Activity — Report every line of the data where the string "origin" appears.

(Dataset entries)
━━━
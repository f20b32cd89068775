//! DOM capability abstraction.
//!
//! The extraction engine never talks to a browser directly. Everything it
//! needs from the rendered page goes through [`DomCapability`]: a small set
//! of read primitives (query, attribute, text, computed style), script
//! evaluation, and one write primitive (a scroll gesture). The production
//! implementation lives in [`crate::webdriver`]; integration tests supply a
//! scripted in-memory provider.
//!
//! Node handles are opaque to the engine. Providers pick whatever handle type
//! is cheap for them to clone — a WebDriver element reference, an index into
//! an in-memory tree — via the associated `Node` type.

use async_trait::async_trait;
use thiserror::Error;

/// A DOM read/write primitive failed.
///
/// The engine treats every `DomError` during a pass as transient: the block
/// is skipped and retried on a later pass. Providers should fold connection
/// and protocol failures into this one type.
#[derive(Debug, Error)]
#[error("dom operation failed: {0}")]
pub struct DomError(pub String);

impl DomError {
    pub fn new(msg: impl Into<String>) -> Self {
        DomError(msg.into())
    }
}

/// Argument passed to [`DomCapability::evaluate`].
pub enum ScriptArg<N> {
    /// A node handle, marshalled as a script element argument.
    Node(N),
    /// A plain JSON value.
    Json(serde_json::Value),
}

/// Read and scroll primitives over a rendered document.
///
/// `scope: None` queries from the document root; `Some(node)` queries within
/// that node's subtree. Selectors are CSS, including `:scope >` child forms.
#[async_trait]
pub trait DomCapability: Send + Sync {
    /// Opaque node handle. Cloning must be cheap; handles may go stale when
    /// the renderer recycles virtualised nodes, in which case reads fail
    /// with [`DomError`].
    type Node: Clone + Send + Sync;

    /// All nodes matching `selector` under `scope`, in document order.
    async fn query_all(
        &self,
        selector: &str,
        scope: Option<&Self::Node>,
    ) -> Result<Vec<Self::Node>, DomError>;

    /// First node matching `selector` under `scope`, if any.
    async fn query_one(
        &self,
        selector: &str,
        scope: Option<&Self::Node>,
    ) -> Result<Option<Self::Node>, DomError>;

    /// Attribute value, `None` when the attribute is absent.
    async fn attribute(&self, node: &Self::Node, name: &str)
        -> Result<Option<String>, DomError>;

    /// Rendered text content of the node's subtree.
    async fn text(&self, node: &Self::Node) -> Result<String, DomError>;

    /// Resolved computed-style property value, e.g. `font-weight`.
    async fn computed_style(
        &self,
        node: &Self::Node,
        property: &str,
    ) -> Result<String, DomError>;

    /// Run a script in the page, returning its JSON result. Node arguments
    /// are available as `arguments[i]` in selector order.
    async fn evaluate(
        &self,
        script: &str,
        args: Vec<ScriptArg<Self::Node>>,
    ) -> Result<serde_json::Value, DomError>;

    /// Dispatch a scroll gesture of (`dx`, `dy`) pixels at `origin`.
    ///
    /// The gesture only has to be dispatched, not completed: the caller
    /// bounds it with a timeout and waits separately for the renderer to
    /// settle.
    async fn scroll_by(&self, origin: &Self::Node, dx: i64, dy: i64) -> Result<(), DomError>;
}

/// CSS selectors and scripts for the outline renderer's DOM shape.
pub mod selectors {
    /// Top-level content blocks of the document.
    pub const ROOT_BLOCKS: &str = ".root-render-unit-container > .render-unit-wrapper > .block";
    /// Scroll container receiving wheel gestures.
    pub const SCROLL_CONTAINER: &str = ".render-unit-wrapper";
    /// Text line container within a block.
    pub const TEXT_LINE: &str = ".ace-line";
    /// Direct span children of a text line (the rich-text runs).
    pub const LINE_SPANS: &str = ":scope > span";
    /// Document-mention element within a run.
    pub const MENTION: &str = ".mention-doc";
    /// Hyperlink element within a run.
    pub const LINK: &str = ".link";
    /// Inline-code element within a run.
    pub const INLINE_CODE: &str = ".inline-code";
    /// Head (own text line) of a list item.
    pub const LIST_HEAD: &str = ".list-wrapper > .list";
    /// Container of a list item's nested children.
    pub const LIST_CHILDREN: &str = ".list-wrapper > .list-children";
    /// Child blocks within a list-children container.
    pub const CHILD_BLOCKS: &str = ":scope > .render-unit-wrapper > .block";
    /// Canvas element within an embed block.
    pub const CANVAS: &str = "canvas";
    /// Attribute carrying a block's stable identity.
    pub const RECORD_ID_ATTR: &str = "data-record-id";
    /// Export a canvas as base64 PNG, with the `data:image/png;base64,`
    /// prefix (22 chars) stripped.
    pub const CANVAS_TO_PNG: &str =
        "return arguments[0].toDataURL('image/png').substring(22);";
}
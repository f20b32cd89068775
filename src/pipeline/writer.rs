//! Append-only Markdown sink with depth indentation.
//!
//! Every fragment the converters produce goes through [`MarkupWriter::append`]
//! with the nesting depth it was produced at. The writer owns the two
//! formatting rules that depend on depth and position:
//!
//! - each non-empty line of the fragment is prefixed with three spaces per
//!   depth level;
//! - a fragment ending in a space has that space replaced with a newline, so
//!   a following sibling starts on its own line.

use std::io;
use tokio::io::{AsyncWrite, AsyncWriteExt};

/// Spaces per nesting level.
const INDENT_WIDTH: usize = 3;

/// Indent prefix for a nesting depth.
pub fn indent(depth: usize) -> String {
    " ".repeat(INDENT_WIDTH * depth)
}

/// Apply depth indentation to every non-empty line of a fragment.
///
/// Empty lines (blank separators inside the fragment) stay empty so the
/// output has no trailing-whitespace lines. The fragment's trailing newlines
/// are preserved.
pub fn indent_fragment(fragment: &str, depth: usize) -> String {
    if depth == 0 {
        return normalize_tail(fragment.to_string());
    }
    let prefix = indent(depth);
    let mut out = String::with_capacity(fragment.len() + prefix.len() * 4);
    for (i, line) in fragment.split('\n').enumerate() {
        if i > 0 {
            out.push('\n');
        }
        if !line.is_empty() {
            out.push_str(&prefix);
            out.push_str(line);
        }
    }
    normalize_tail(out)
}

/// Replace a single trailing space with a newline.
fn normalize_tail(mut s: String) -> String {
    if s.ends_with(' ') {
        s.pop();
        s.push('\n');
    }
    s
}

/// Buffered append-only writer over any async byte sink.
pub struct MarkupWriter<W> {
    sink: W,
    fragments: u64,
    bytes: u64,
}

impl<W: AsyncWrite + Unpin + Send + Sync> MarkupWriter<W> {
    pub fn new(sink: W) -> Self {
        Self {
            sink,
            fragments: 0,
            bytes: 0,
        }
    }

    /// Append one fragment at the given depth.
    pub async fn append(&mut self, fragment: &str, depth: usize) -> io::Result<()> {
        let rendered = indent_fragment(fragment, depth);
        self.sink.write_all(rendered.as_bytes()).await?;
        self.fragments += 1;
        self.bytes += rendered.len() as u64;
        Ok(())
    }

    /// Flush and return the sink plus (fragments, bytes) written.
    pub async fn finish(mut self) -> io::Result<(W, u64, u64)> {
        self.sink.flush().await?;
        Ok((self.sink, self.fragments, self.bytes))
    }
}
━━━
Written response —
    /// Dispatch a scroll gesture of (`dx`, `dy`) pixels at `origin`.
    async fn scroll_by(&self, origin: &Self::Node, dx: i64, dy: i64) -> Result<(), DomError>;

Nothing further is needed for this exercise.